My great Granddaddy, born Alexander Warren Rasberry February 12, 1858, came to Durham in 1910, with his wife, born Cornelia Alice Brice September 3, 1872. They married in November 1883; he was a few months short of 26, she was in her twelfth year. She gave birth to their first child in September 1884.
Great Granddaddy was a foreman at Erwin Mills. Great Grandma took him lunch every day, to the gate, and got a kiss. Everybody at the Mill knew that.

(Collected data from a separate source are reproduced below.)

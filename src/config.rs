//! Configuration for earshot recorders

use crate::error::{EarshotError, Result};

/// Sample rate the recorder renders at unless configured otherwise.
pub const DEFAULT_SAMPLE_RATE: u32 = 44100;

/// Speed of sound in air, in m/s.
pub const DEFAULT_SPEED_OF_SOUND: f32 = 343.0;

/// Longest recording a recorder accepts writes for, in seconds.
pub const DEFAULT_MAX_DURATION: f32 = 3600.0;

/// Physical constants a recorder maps ray arrivals with.
#[derive(Debug, Clone, Copy, PartialEq)]
pub struct RecorderConfig {
    /// Output sample rate in Hz
    pub sample_rate: u32,
    /// Speed of sound in m/s, used to derive the interaural time difference
    pub speed_of_sound: f32,
    /// Writes landing past this many seconds are dropped
    pub max_duration: f32,
}

impl Default for RecorderConfig {
    fn default() -> Self {
        Self {
            sample_rate: DEFAULT_SAMPLE_RATE,
            speed_of_sound: DEFAULT_SPEED_OF_SOUND,
            max_duration: DEFAULT_MAX_DURATION,
        }
    }
}

impl RecorderConfig {
    pub fn new() -> Self {
        Self::default()
    }

    pub fn sample_rate(mut self, rate: u32) -> Self {
        self.sample_rate = rate;
        self
    }

    pub fn speed_of_sound(mut self, speed: f32) -> Self {
        self.speed_of_sound = speed;
        self
    }

    pub fn max_duration(mut self, seconds: f32) -> Self {
        self.max_duration = seconds;
        self
    }

    /// First sample index past the maximum duration.
    pub fn max_samples(&self) -> u64 {
        (self.max_duration as f64 * self.sample_rate as f64).ceil() as u64
    }

    /// Checks that all constants are usable for sample offset computation.
    pub fn validate(&self) -> Result<()> {
        if self.sample_rate == 0 {
            return Err(EarshotError::Configuration(
                "Sample rate must be greater than zero".into(),
            ));
        }
        if !self.speed_of_sound.is_finite() || self.speed_of_sound <= 0.0 {
            return Err(EarshotError::Configuration(format!(
                "Speed of sound must be positive and finite, got {}",
                self.speed_of_sound
            )));
        }
        if !self.max_duration.is_finite() || self.max_duration <= 0.0 {
            return Err(EarshotError::Configuration(format!(
                "Maximum duration must be positive and finite, got {}",
                self.max_duration
            )));
        }
        Ok(())
    }
}
//! Multi-threaded recording of large arrival sets.
//!
//! A single recorder is written by one thread at a time. To spread work,
//! every batch of arrivals is recorded into its own blank copy on the rayon
//! pool and the partial results are merged back on the calling thread. Partials
//! are merged in batch order so the summation order, and therefore the output,
//! does not depend on thread scheduling.

use crate::arrival::RayArrival;
use crate::error::{EarshotError, Result};
use crate::recorder::BinauralRecorder;
use rayon::prelude::*;
use rayon::{ThreadPool, ThreadPoolBuilder};

/// Splits arrivals into batches and records them in parallel.
///
/// The default renderer runs on rayon's global pool; [`new`](Self::new)
/// builds a dedicated pool with a fixed number of workers.
#[derive(Debug, Default)]
pub struct ParallelRenderer {
    pool: Option<ThreadPool>,
}

impl ParallelRenderer {
    /// Creates a renderer with its own pool of `workers` threads.
    ///
    /// # Errors
    ///
    /// Returns [`EarshotError::Configuration`] if `workers` is zero or the
    /// pool cannot be started.
    pub fn new(workers: usize) -> Result<Self> {
        if workers == 0 {
            return Err(EarshotError::Configuration(
                "Renderer needs at least one worker".into(),
            ));
        }
        let pool = ThreadPoolBuilder::new()
            .num_threads(workers)
            .thread_name(|i| format!("earshot-render-{}", i))
            .build()
            .map_err(|e| {
                EarshotError::Configuration(format!("Failed to start render pool: {}", e))
            })?;
        Ok(Self { pool: Some(pool) })
    }

    /// Number of threads arrivals are spread over.
    pub fn workers(&self) -> usize {
        match &self.pool {
            Some(pool) => pool.current_num_threads(),
            None => rayon::current_num_threads(),
        }
    }

    /// Records all `arrivals` into `recorder`.
    ///
    /// Arrivals are split into one contiguous batch per worker.
    pub fn render(&self, recorder: &mut BinauralRecorder, arrivals: &[RayArrival]) {
        if arrivals.is_empty() {
            return;
        }
        let chunk_size = arrivals.len().div_ceil(self.workers());
        let batches: Vec<&[RayArrival]> = arrivals.chunks(chunk_size).collect();
        self.render_batches(recorder, &batches);
    }

    /// Records each batch into a blank copy and merges the copies in batch order.
    pub fn render_batches(&self, recorder: &mut BinauralRecorder, batches: &[&[RayArrival]]) {
        let template: &BinauralRecorder = recorder;
        log::debug!(
            "Rendering {} batches for recorder '{}' on {} workers",
            batches.len(),
            template.file_name(),
            self.workers()
        );

        let record_batches = || -> Vec<BinauralRecorder> {
            batches
                .par_iter()
                .map(|batch| {
                    let mut partial = template.make_blank_copy();
                    for arrival in batch.iter() {
                        partial.record_arrival(arrival);
                    }
                    partial
                })
                .collect()
        };
        let partials = match &self.pool {
            Some(pool) => pool.install(record_batches),
            None => record_batches(),
        };

        for partial in &partials {
            recorder.merge(partial);
        }
    }
}
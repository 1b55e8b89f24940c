use approx::assert_relative_eq;
use earshot::scene::{SceneWriter, load_scene_file};
use earshot::*;
use std::fs::File;
use std::io::BufWriter;
use std::sync::Arc;

fn init_logging() {
    let _ = env_logger::builder().is_test(true).try_init();
}

fn transparent_head() -> BinauralRecorder {
    let desc = RecorderDesc {
        file_name: "scenario.wav".into(),
        ear_axis: Animatable::Static(Vec3::X),
        head_size: 0.2,
        head_absorption: [0.0; 3],
        ..Default::default()
    };
    BinauralRecorder::new(desc, RecorderConfig::default()).unwrap()
}

#[test]
fn ray_from_the_right_lands_early_on_the_right_ear() {
    let mut recorder = transparent_head();
    recorder.record(Vec3::X, 1.0, 0.0, 4.0, Band::Low, -1);

    let time_difference = 0.2f32 / 343.0;
    let expected_left = ((time_difference as f64) * 44100.0).floor() as usize;
    assert_eq!(expected_left, 25);

    // The right ear offset falls before time zero and is discarded.
    assert!(recorder.channel(Ear::Right).is_empty());

    let left = recorder.channel(Ear::Left);
    assert_eq!(left.len(), expected_left + 2);
    assert_relative_eq!(left.read(25), 1.0);
    assert_relative_eq!(left.read(26), 0.5);
}

#[test]
fn perpendicular_ray_reaches_both_ears_together() {
    let mut recorder = transparent_head();
    recorder.record(Vec3::Z, 0.8, 0.25, 16.0, Band::High, -1);

    let left = recorder.channel(Ear::Left);
    let right = recorder.channel(Ear::Right);
    assert_eq!(left, right);
    assert_eq!(left.len(), 11025 + 4);
}

#[test]
fn early_rays_leave_buffers_untouched() {
    let mut recorder = transparent_head();
    recorder.record(Vec3::NEG_X, 1.0, 0.0, 1.0, Band::Low, -1);
    // The left ear offset is negative, only the right ear is written.
    assert!(recorder.channel(Ear::Left).is_empty());
    assert_eq!(recorder.channel(Ear::Right).len(), 26);

    let mut silent = transparent_head();
    silent.record(Vec3::X, 1.0, -1.0, 9.0, Band::Mid, -1);
    assert!(silent.channel(Ear::Left).is_empty());
    assert!(silent.channel(Ear::Right).is_empty());
    assert!(!silent.has_samples());
}

#[test]
fn blank_copies_share_animation_and_merge_back() {
    let track = Arc::new(
        KeyframeTrack::new(vec![
            Keyframe::new(0.0, Point3::ZERO),
            Keyframe::new(2.0, Point3::new(0.0, 0.0, -10.0)),
        ])
        .unwrap(),
    );
    let desc = RecorderDesc {
        location: Animatable::animated(track.clone(), Point3::ZERO),
        ..Default::default()
    };
    let mut recorder = BinauralRecorder::new(desc, RecorderConfig::default()).unwrap();
    let mut copy = recorder.make_blank_copy();

    assert!(Arc::ptr_eq(copy.location_source().track().unwrap(), &track));
    assert_eq!(copy.location(1), Point3::new(0.0, 0.0, -10.0));
    assert_eq!(copy.segment_length(0), Some(2.0));

    copy.record(Vec3::Y, 1.0, 0.1, 4.0, Band::Low, 0);
    assert!(!recorder.has_samples());
    recorder.merge(&copy);
    assert!(recorder.has_samples());
    assert_eq!(recorder.channels(), copy.channels());
}

#[test]
fn saved_wav_contains_both_channels() {
    init_logging();
    let dir = tempfile::tempdir().unwrap();
    let path = dir.path().join("out.wav");

    let mut recorder = transparent_head();
    recorder.record(Vec3::NEG_X, 0.25, 0.01, 1.0, Band::Low, -1);
    recorder.save_as(&path, false, 1.0).unwrap();

    let mut reader = hound::WavReader::open(&path).unwrap();
    let spec = reader.spec();
    assert_eq!(spec.channels, 2);
    assert_eq!(spec.sample_rate, 44100);

    let left_len = recorder.channel(Ear::Left).len();
    let right_len = recorder.channel(Ear::Right).len();
    assert_eq!(reader.duration() as usize, left_len.max(right_len));

    let samples: Vec<i16> = reader.samples::<i16>().map(|s| s.unwrap()).collect();
    assert!(samples.iter().any(|&s| s != 0));
}

#[test]
fn processed_channels_are_saved_when_selected() {
    let dir = tempfile::tempdir().unwrap();
    let path = dir.path().join("processed.wav");

    let mut recorder = transparent_head();
    recorder.record(Vec3::Z, 1.0, 0.0, 1.0, Band::Low, -1);
    recorder.set_processed_channels(vec![0.5, 0.25, 0.0], vec![-0.5, 0.0, 0.125]);
    recorder.set_save_processed(true);
    recorder
        .save_with(
            &WavCodec::new(BitDepth::Float32),
            &path,
            &SaveOptions::default(),
        )
        .unwrap();

    let mut reader = hound::WavReader::open(&path).unwrap();
    let samples: Vec<f32> = reader.samples::<f32>().map(|s| s.unwrap()).collect();
    assert_eq!(samples, vec![0.5, -0.5, 0.25, 0.0, 0.0, 0.125]);
}

#[test]
fn scene_file_round_trip() {
    init_logging();
    let dir = tempfile::tempdir().unwrap();
    let path = dir.path().join("scene.bin");

    let turning = KeyframeTrack::new(vec![
        Keyframe::new(0.0, Vec3::X),
        Keyframe::new(0.5, Vec3::NEG_Z),
        Keyframe::new(1.0, Vec3::NEG_X),
    ])
    .unwrap();
    let descs = [
        RecorderDesc {
            file_name: dir.path().join("a.wav").to_string_lossy().into_owned(),
            head_absorption: [1.0, 1.0, 1.0],
            ..Default::default()
        },
        RecorderDesc {
            file_name: dir.path().join("b.wav").to_string_lossy().into_owned(),
            ear_axis: Animatable::animated(Arc::new(turning), Vec3::X),
            head_size: 0.15,
            head_absorption: [0.0, 0.25, 0.5],
            ..Default::default()
        },
    ];

    {
        let mut writer = SceneWriter::new(BufWriter::new(File::create(&path).unwrap()));
        for desc in &descs {
            writer.write_recorder(desc, 0.0).unwrap();
        }
        use std::io::Write;
        writer.into_inner().flush().unwrap();
    }

    let mut recorders = load_scene_file(&path, RecorderConfig::default()).unwrap();
    assert_eq!(recorders.len(), 2);
    assert_eq!(recorders[0].head_absorption(), [0.0, 0.0, 0.0]);
    assert_eq!(recorders[1].head_size(), 0.15);
    assert_eq!(recorders[1].ear_axis(2), Vec3::NEG_X);
    assert_eq!(recorders[1].ear_axis(-1), Vec3::X);

    let renderer = ParallelRenderer::new(2).unwrap();
    let arrivals: Vec<RayArrival> = (0..16)
        .map(|i| RayArrival::new(Vec3::X, 0.1, 0.001 * i as f32, 2.0, Band::Mid).with_keyframe(i % 3))
        .collect();
    for recorder in &mut recorders {
        renderer.render(recorder, &arrivals);
        recorder.save().unwrap();
    }
    assert!(dir.path().join("a.wav").exists());
    assert!(dir.path().join("b.wav").exists());
}
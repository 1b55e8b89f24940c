//! Math types for earshot

pub use glam::{Quat, Vec3};

/// A position in world space. Shares its representation with [`Vec3`].
pub type Point3 = Vec3;

/// Values that can be blended between two keyframes.
pub trait Interpolate: Copy {
    /// Returns `self` at `t = 0` and `other` at `t = 1`.
    fn interpolate(self, other: Self, t: f32) -> Self;
}

impl Interpolate for f32 {
    fn interpolate(self, other: Self, t: f32) -> Self {
        self + (other - self) * t
    }
}

impl Interpolate for Vec3 {
    fn interpolate(self, other: Self, t: f32) -> Self {
        self.lerp(other, t)
    }
}

/// Position and orientation of a listener's head.
#[derive(Debug, Clone, Copy, PartialEq)]
pub struct Pose {
    pub position: Vec3,
    pub rotation: Quat,
}

impl Pose {
    pub fn new(position: Vec3, rotation: Quat) -> Self {
        Self { position, rotation }
    }

    pub fn identity() -> Self {
        Self {
            position: Vec3::ZERO,
            rotation: Quat::IDENTITY,
        }
    }

    /// Unit vector from the head centre toward the right ear.
    pub fn right(&self) -> Vec3 {
        self.rotation * Vec3::X
    }
}

impl Default for Pose {
    fn default() -> Self {
        Self::identity()
    }
}
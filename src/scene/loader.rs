//! Builds recorders from scene streams.

use super::reader::SceneReader;
use super::{TAG_ANIMATION, TAG_BINAURAL_RECORDER};
use crate::animation::Animatable;
use crate::config::RecorderConfig;
use crate::error::{EarshotError, Result};
use crate::math::{Point3, Vec3};
use crate::recorder::{BinauralRecorder, RecorderDesc};
use std::fs::File;
use std::io::{BufReader, Read};
use std::path::Path;
use std::sync::Arc;

/// Loads one binaural recorder entry.
///
/// Raw head absorption is converted to transmission on load. The stored time
/// offset is read and discarded.
///
/// # Errors
///
/// Fails with [`EarshotError::UnexpectedTag`] if the entry does not start with
/// the binaural recorder tag, and with [`EarshotError::MalformedScene`] if its
/// fields are truncated or inconsistent.
pub fn load_recorder<R: Read>(
    reader: &mut SceneReader<R>,
    config: RecorderConfig,
) -> Result<BinauralRecorder> {
    let entry_len = reader.expect_tag(TAG_BINAURAL_RECORDER)?;
    let start = reader.position();

    let file_name = reader.read_string()?;
    let time_offset = reader.read_float()?;
    log::debug!(
        "Recorder '{}' has time offset {}s, not retained",
        file_name,
        time_offset
    );

    let location = read_animatable(reader, Point3::ZERO)?;
    let ear_axis = read_animatable(reader, Vec3::X)?;
    let head_size = reader.read_float()?;
    let absorption = reader.read_vec3()?;

    let consumed = reader.position() - start;
    if consumed != entry_len as u64 {
        return Err(EarshotError::MalformedScene(format!(
            "Recorder entry '{}' declares {} bytes but holds {}",
            file_name, entry_len, consumed
        )));
    }

    let desc = RecorderDesc {
        file_name,
        location,
        ear_axis,
        head_size,
        head_absorption: absorption.to_array(),
    };
    let recorder = BinauralRecorder::new(desc, config)?;
    log::info!("Loaded binaural recorder\n{}", recorder);
    Ok(recorder)
}

/// Loads recorder entries until the end of the stream.
pub fn load_recorders<R: Read>(
    reader: &mut SceneReader<R>,
    config: RecorderConfig,
) -> Result<Vec<BinauralRecorder>> {
    let mut recorders = Vec::new();
    while !reader.is_at_end()? {
        recorders.push(load_recorder(reader, config)?);
    }
    Ok(recorders)
}

/// Loads every recorder stored in the scene file at `path`.
pub fn load_scene_file(
    path: impl AsRef<Path>,
    config: RecorderConfig,
) -> Result<Vec<BinauralRecorder>> {
    let path = path.as_ref();
    log::info!("Loading scene file: {}", path.display());
    let file = File::open(path)?;
    let mut reader = SceneReader::new(BufReader::new(file));
    load_recorders(&mut reader, config)
}

/// Reads either an animation track or a plain value, chosen by the next tag.
fn read_animatable<R: Read>(reader: &mut SceneReader<R>, rest: Vec3) -> Result<Animatable<Vec3>> {
    if reader.peek_tag()? == Some(TAG_ANIMATION) {
        let track = reader.read_animation::<Vec3>()?;
        Ok(Animatable::animated(Arc::new(track), rest))
    } else {
        Ok(Animatable::Static(reader.read_vec3()?))
    }
}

One of their sons, William Ervin Rasberry, my Granddaddy, was also a foreman at Erwin Mills. They all lived in West Durham, on 16th Street and Carolina Avenue, at least. At one point, Alex and Alice had two adjacent houses to contain all the family; boys in one, girls in the other.
Alex and Alice Rasberry
in West Durham, ca. 1940
Here is a picture of my great grandparents ca. 1940. He died October 25, 1946, on my father’s 20th birthday anniversary. She died September 6, 1961, three days after her 89th birthday anniversary.
My Daddy, was born Donald Ray Rasberry October 25, 1926 into 816 Carolina Avenue. As a teen he used to swipe a few cigarettes out of a big brown paper bag on the back porch that Granddaddy had out there and then go up to E.K. Powe School to meet with other guys and smoke ‘em on the school yard.
Years later, he and W.J. Wilson had a little store on Hillsborough Road, in the curve there on the right, before Grey Stone Baptist Church. Dub was going with a girl, Corinna, fresh from the country out by Kinston. She had a sister, Addie Marie, whom she had brought to town to live with her. They were only sharecropper’s girls, the last of 11 children that Mother Cole delivered before leaving life at age 38.
Before Daddy got shipped out to the Pacific Theater, he and Addie got hitched towards the end of July 1944. Dub and Corinna attached empty cans to the underside of their wedding bed in Old West Durham.
More years later, Addie opened a beauty shop on Hillsborough Road, where Locopops is now; always next to Don Hill’s Lock Shop. She heard everybody’s story at least once, before closing the doors in 1978. Addie was glad to do it, just to be rid of all the gossiping.
We were officially out of West Durham with that, but many of the Rasberry family continued to populate that part of town –- Jap, Luther, and all the rest.